The eyelids are also known as the palpebrae, and are formed by the reinforced folds of skin that are attached to the slight skeletal muscles which permit movement. The orbicularis oculi muscle assists in the control of the eyelids, and it receives additional assistance from the levator palpebrae superioris muscle, which is designated to the upper eyelid and explains why the upper lid has more movement options than the lower lid.


When the eyelids draw down over the eye, or the eyes “close,” it is the result of the orbicularis oculi muscle contracting. When the levator palpebrae superioris muscle contracts, the result is the “opening” of the eye, or the eylid drawing back up over the eye to reveal the eyeball.

The eyeball is protected by the eyelid, both from desiccation and from impalement. When the eyelid blinks, which occurs every 7 seconds or so, fluid flushes the eyeball and keeps it moisturized. The eyelid also reflexively blinks when the eye senses a particle that threatens to enter it. The eyelid will usually blink reflexively when the eye is adjusting to a new line of vision to help prevent the initial blurry vision that can occur from refocusing too quickly.


Image: Eyelids

The small but detectable space between the upper and the lower eyelid is known as the palpebral fissure. When the eyes are closed, this fissure appears to be nothing more than a line of connection. When the eyes are open, the fissure takes on an elliptical shape. The small medial and lateral angles where the eyelids conjoin is known as the commissure of the eye. The medial commissure is the larger of the two, and is noted by a small elevation of red flesh which is known as the lacrimal caruncle. The lacrimal caruncle is responsible for creating the white secretions that get caught at the corner of the eye, usually during sleep, thank to the sebaceous and sudoriferous glands.

In people with Asian geneology, the epicanthic fold, which is an additional fold of skin of the upper eyelid, often covers part of the medial commissure creating a more closed or drawn appearance.

The eyelids each house their own tarsal plate as an added shield of protection. They also have conjunctiva and tarsal glands. The tarsal plate is comprised of connective tissue, which is vital in maintaining the general shape of the eyelids. The tarsal plate house the tarsal glands, which are specialized sebaceous glands which can be detected along the inner surface of the eyelid, visible to the naked eye.

The ducts of the tarsal glands open up along the edges of the eyelids and secrete and oily substance which protect the eyelids from becoming stuck to each other.
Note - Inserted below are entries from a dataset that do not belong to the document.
// SPDX-License-Identifier: GPL-3.0-only
// Copyright (C) 2025 Brian Hetro <whee@smaertness.net>

//! Convert ChatGPT conversation exports to Markdown.
//!
//! This crate provides parsing, linearizing and rendering functionality for
//! transforming the `conversations.json` file of a ChatGPT data export into
//! one readable Markdown document per conversation.
//!
//! # Overview
//!
//! ChatGPT stores each conversation as a tree of messages linked by parent
//! ids. This crate:
//!
//! 1. Parses the JSON structure into typed Rust representations
//! 2. Walks the tree from the current leaf back to the root, keeping the
//!    messages worth showing and normalizing their content
//! 3. Renders the resulting thread as Markdown
//!
//! # Example
//!
//! ```no_run
//! use gpt2md::{parser, renderer};
//!
//! let json = std::fs::read_to_string("conversations.json").unwrap();
//! let conversations = parser::parse_conversations(&json).unwrap();
//!
//! let opts = renderer::RenderOptions {
//!     show_timestamps: true,
//!     ..Default::default()
//! };
//!
//! for conversation in &conversations {
//!     let markdown = renderer::render_conversation(conversation, &opts);
//!     println!("{markdown}");
//! }
//! ```
//!
//! # Modules
//!
//! - [`parser`]: JSON parsing and type definitions for ChatGPT exports
//! - [`normalizer`]: Mapping of raw content parts to a uniform shape
//! - [`linearizer`]: Reconstruction of the visible message thread
//! - [`renderer`]: Markdown generation with configurable output options
//! - [`output`]: Output file naming and writing

#![deny(missing_docs)]

pub mod linearizer;
pub mod normalizer;
pub mod output;
pub mod parser;
pub mod renderer;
Additional sebaceous glands can be found along the base of the hair follicles which create the



Image: Eyelashes
The last forms of secretion protection available for the eyelids are the modified sweat glands known as ciliary glands. All of these glands help to keep proper moisture in the eye and permit smooth eye movements and operation. If one of the sebaceous glands becomes infected, this is commonly referred to as a sty.
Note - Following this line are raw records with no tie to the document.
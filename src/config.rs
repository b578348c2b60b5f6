//! # Broker configuration.
//!
//! [`Config`] bounds the broker's two memory-relevant resources: the
//! pending table (in-flight notifications awaiting a response) and the
//! per-subscriber outbound queue.
//!
//! # Example
//! ```
//! use notivisor::Config;
//!
//! let mut cfg = Config::default();
//! cfg.max_pending_notifications = 32;
//!
//! assert_eq!(cfg.max_pending_notifications, 32);
//! assert_eq!(cfg.subscriber_queue_floor, 100);
//! ```

/// Capacity limits for the broker.
///
/// Both limits exist to keep memory bounded under slow or absent
/// subscribers; neither introduces a timeout.
#[derive(Clone, Debug)]
pub struct Config {
    /// Maximum number of entries in the pending table. A `notify` call
    /// that would exceed it fails up front with
    /// [`PendingLimitExceeded`](crate::BrokerError::PendingLimitExceeded).
    pub max_pending_notifications: usize,
    /// Minimum capacity of each subscriber's outbound queue.
    ///
    /// The actual capacity at subscribe time is the larger of this floor
    /// and the current pending-table size, so the join-time replay burst
    /// can never overflow a newborn subscription. Overflow during live
    /// fan-out evicts the subscriber.
    pub subscriber_queue_floor: usize,
}

impl Default for Config {
    /// Provides the default limits:
    /// - `max_pending_notifications = 120`
    /// - `subscriber_queue_floor = 100`
    fn default() -> Self {
        Self {
            max_pending_notifications: 120,
            subscriber_queue_floor: 100,
        }
    }
}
Each eyelid is the perfect anchoring ground for eyelashes, one row per eyelid. Each single eyelash is embedded into the eyelid by the root, which anchors into a root hair plexus. This give the eyelash hairs additional sensitivity to snap the eye closed in the event of an airborne particle reaching the eye.

The eyelashes belonging to the upper lids and the lower lids vary from each other. The upper lid eyelashes are longer, tend to curve in an upward direction, and are more noticeable than the lower lid eyelashes, which are shorter and tend to be stumpy without much curve.